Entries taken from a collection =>
----------------

//! Copy propagation and copy-like collapses.
//!
//! [`PropagateCopyRule`] rewires reads of `out = COPY src` to read `src`
//! directly. Once every read is gone the copy itself is left for dead-code
//! removal. [`CollapseCopyRule`] recognizes operations that are copies in
//! disguise and makes them explicit so propagation can see through them.
//!
//! # Example
//!
//! Before:
//! ```text
//! t1 = COPY x
//! t2 = INT_ADD t1, 4
//! t3 = MULTIEQUAL t2, t2
//! ```
//!
//! After:
//! ```text
//! t1 = COPY x          // unread
//! t2 = INT_ADD x, 4
//! t3 = COPY t2
//! ```

use crate::{
    analysis::{Function, OpCode, OpId, ValueFlags},
    compiler::{context::PassContext, pass::Rule, passes::rewrite_as_copy},
    Result,
};

/// Replaces reads of `COPY` outputs by the copied value.
///
/// Offered every opcode. Marker operations only take non-constant sources,
/// and never through a copy whose output is address-forced.
pub struct PropagateCopyRule;

impl Rule for PropagateCopyRule {
    fn name(&self) -> &'static str {
        "propagatecopy"
    }

    fn group(&self) -> &'static str {
        "base"
    }

    fn description(&self) -> &'static str {
        "Reads through COPY operations"
    }

    fn opcodes(&self) -> &'static [OpCode] {
        &[]
    }

    fn apply_op(&self, op: OpId, func: &mut Function, _ctx: &mut PassContext) -> Result<usize> {
        let operation = func.require_op(op)?;
        if operation.is_dead() {
            return Ok(0);
        }
        let marker = operation.opcode().is_marker();

        let mut found = None;
        for (slot, &input) in operation.inputs().iter().enumerate() {
            let value = func.require_value(input)?;
            let Some(def) = value.def() else {
                continue;
            };
            let copy = func.require_op(def)?;
            if copy.opcode() != OpCode::Copy {
                continue;
            }
            let Some(source) = copy.input(0) else {
                continue;
            };
            if source == input {
                return Err(graph_error!("{} is defined by a copy of itself", input));
            }
            if marker
                && (func.require_value(source)?.is_constant()
                    || value.flags().contains(ValueFlags::ADDR_FORCE))
            {
                continue;
            }
            found = Some((slot, source));
            break;
        }

        let Some((slot, source)) = found else {
            return Ok(0);
        };
        func.set_input(op, slot, source)?;
        Ok(1)
    }
}

/// Makes disguised copies explicit.
///
/// - `SUBPIECE(x, 0)` of full width
/// - `INT_ZEXT x` and `INT_SEXT x` without widening
/// - `MULTIEQUAL` whose inputs are all `x` or its own output
pub struct CollapseCopyRule;

impl Rule for CollapseCopyRule {
    fn name(&self) -> &'static str {
        "collapsecopy"
    }

    fn group(&self) -> &'static str {
        "analysis"
    }

    fn description(&self) -> &'static str {
        "Rewrites no-op truncations, extensions and trivial merges as COPY"
    }

    fn opcodes(&self) -> &'static [OpCode] {
        &[
            OpCode::Subpiece,
            OpCode::IntZext,
            OpCode::IntSext,
            OpCode::MultiEqual,
        ]
    }

    fn apply_op(&self, op: OpId, func: &mut Function, _ctx: &mut PassContext) -> Result<usize> {
        let operation = func.require_op(op)?;
        let Some(output) = operation.output() else {
            return Ok(0);
        };
        let out_size = func.require_value(output)?.size();

        let source = match operation.opcode() {
            OpCode::Subpiece => match operation.inputs() {
                &[whole, skip] if func.constant_of(skip) == Some(0) => Some(whole),
                _ => None,
            },
            OpCode::MultiEqual => {
                let mut distinct = operation.inputs().iter().copied().filter(|&v| v != output);
                match distinct.next() {
                    Some(first) if distinct.all(|v| v == first) => Some(first),
                    _ => None,
                }
            }
            _ => operation.input(0),
        };
        let Some(source) = source else {
            return Ok(0);
        };
        if func.require_value(source)?.size() != out_size {
            return Ok(0);
        }
        rewrite_as_copy(func, op, source)?;
        Ok(1)
    }
}
extern crate pcodeflow;

use criterion::{criterion_group, criterion_main, BatchSize, Criterion, Throughput};
use pcodeflow::{
    analysis::{ConsumeAnalysis, Function, FunctionBuilder, Space},
    compiler::{Action, DeadCodeAction},
    BatchDriver, PassContext, PassRegistry, SchedulerConfig, WorklistOrder,
};
use std::hint::black_box;

/// A straight-line function of `len` masked additions feeding a loop-carried
/// value, with every fourth result left unread.
fn chain(len: usize) -> Function {
    FunctionBuilder::new(format!("chain_{len}"), 0x1000).build_with(|f| {
        let x = f.register(8, 0);
        let mut phi_op = None;
        let mut last = None;
        f.block(0, |b| {
            let phi = b.multiequal(&[x], Space::Register, 0x10);
            phi_op = Some(b.last_op());
            let one = b.constant(8, 1);
            let mask = b.constant(8, 0xffff);
            let mut v = phi;
            for i in 0..len {
                let sum = b.add(v, one);
                if i % 4 == 3 {
                    let _ = b.copy(sum);
                }
                v = b.and(sum, mask);
            }
            last = Some(v);
            b.ret(v);
        });
        if let (Some(phi), Some(last)) = (phi_op, last) {
            f.add_input(phi, last);
        }
    })
}

/// Benchmark the liveness worklist in both pop orders
fn bench_consume_analysis(c: &mut Criterion) {
    let func = chain(2000);
    let mut group = c.benchmark_group("consume_analysis");
    group.throughput(Throughput::Elements(func.num_live_ops() as u64));
    for order in [WorklistOrder::Lifo, WorklistOrder::Fifo] {
        let config = SchedulerConfig::default().with_worklist_order(order);
        group.bench_function(format!("{order:?}"), |b| {
            b.iter(|| {
                let masks = ConsumeAnalysis::new(black_box(&func), &config, 1)
                    .run()
                    .unwrap();
                black_box(masks)
            });
        });
    }
    group.finish();
}

/// Benchmark analysis plus commit on a fresh copy of the function
fn bench_deadcode_action(c: &mut Criterion) {
    let func = chain(2000);
    c.bench_function("deadcode_action", |b| {
        b.iter_batched(
            || func.clone(),
            |mut f| {
                let mut ctx = PassContext::new(SchedulerConfig::permissive());
                let changes = DeadCodeAction.apply(&mut f, &mut ctx).unwrap();
                black_box(changes)
            },
            BatchSize::SmallInput,
        );
    });
}

/// Benchmark deriving every standard pipeline from a fresh registry
fn bench_registry_derivation(c: &mut Criterion) {
    c.bench_function("derive_standard_lists", |b| {
        b.iter(|| {
            let mut registry = PassRegistry::standard(SchedulerConfig::default()).unwrap();
            let names: Vec<String> = registry
                .group_names()
                .iter()
                .map(|s| s.to_string())
                .collect();
            for name in &names {
                black_box(registry.derive(name).unwrap());
            }
        });
    });
}

/// Benchmark the standard pipeline over a batch of functions
fn bench_batch_decompile(c: &mut Criterion) {
    let mut registry = PassRegistry::standard(SchedulerConfig::permissive()).unwrap();
    let pipeline = registry.derive("decompile").unwrap();
    let functions: Vec<Function> = (0..64).map(|_| chain(200)).collect();

    let mut group = c.benchmark_group("batch_decompile");
    group.sample_size(20);
    group.throughput(Throughput::Elements(functions.len() as u64));
    group.bench_function("64_functions", |b| {
        b.iter_batched(
            || functions.clone(),
            |mut batch| {
                let driver = BatchDriver::new(pipeline.clone(), SchedulerConfig::permissive());
                let report = driver.run(&mut batch);
                black_box(report.total_changes())
            },
            BatchSize::LargeInput,
        );
    });
    group.finish();
}

criterion_group!(
    benches,
    bench_consume_analysis,
    bench_deadcode_action,
    bench_registry_derivation,
    bench_batch_decompile
);
criterion_main!(benches);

----------------

Above are the entries. Output exactly the lines beginning with the line that has "let Some(source) = source" and ending with the line that has "phi_op = Some(b.last_op());".

        let Some(source) = source else {
            return Ok(0);
        };
        if func.require_value(source)?.size() != out_size {
            return Ok(0);
        }
        rewrite_as_copy(func, op, source)?;
        Ok(1)
    }
}
extern crate pcodeflow;

use criterion::{criterion_group, criterion_main, BatchSize, Criterion, Throughput};
use pcodeflow::{
    analysis::{ConsumeAnalysis, Function, FunctionBuilder, Space},
    compiler::{Action, DeadCodeAction},
    BatchDriver, PassContext, PassRegistry, SchedulerConfig, WorklistOrder,
};
use std::hint::black_box;

/// A straight-line function of `len` masked additions feeding a loop-carried
/// value, with every fourth result left unread.
fn chain(len: usize) -> Function {
    FunctionBuilder::new(format!("chain_{len}"), 0x1000).build_with(|f| {
        let x = f.register(8, 0);
        let mut phi_op = None;
        let mut last = None;
        f.block(0, |b| {
            let phi = b.multiequal(&[x], Space::Register, 0x10);
            phi_op = Some(b.last_op());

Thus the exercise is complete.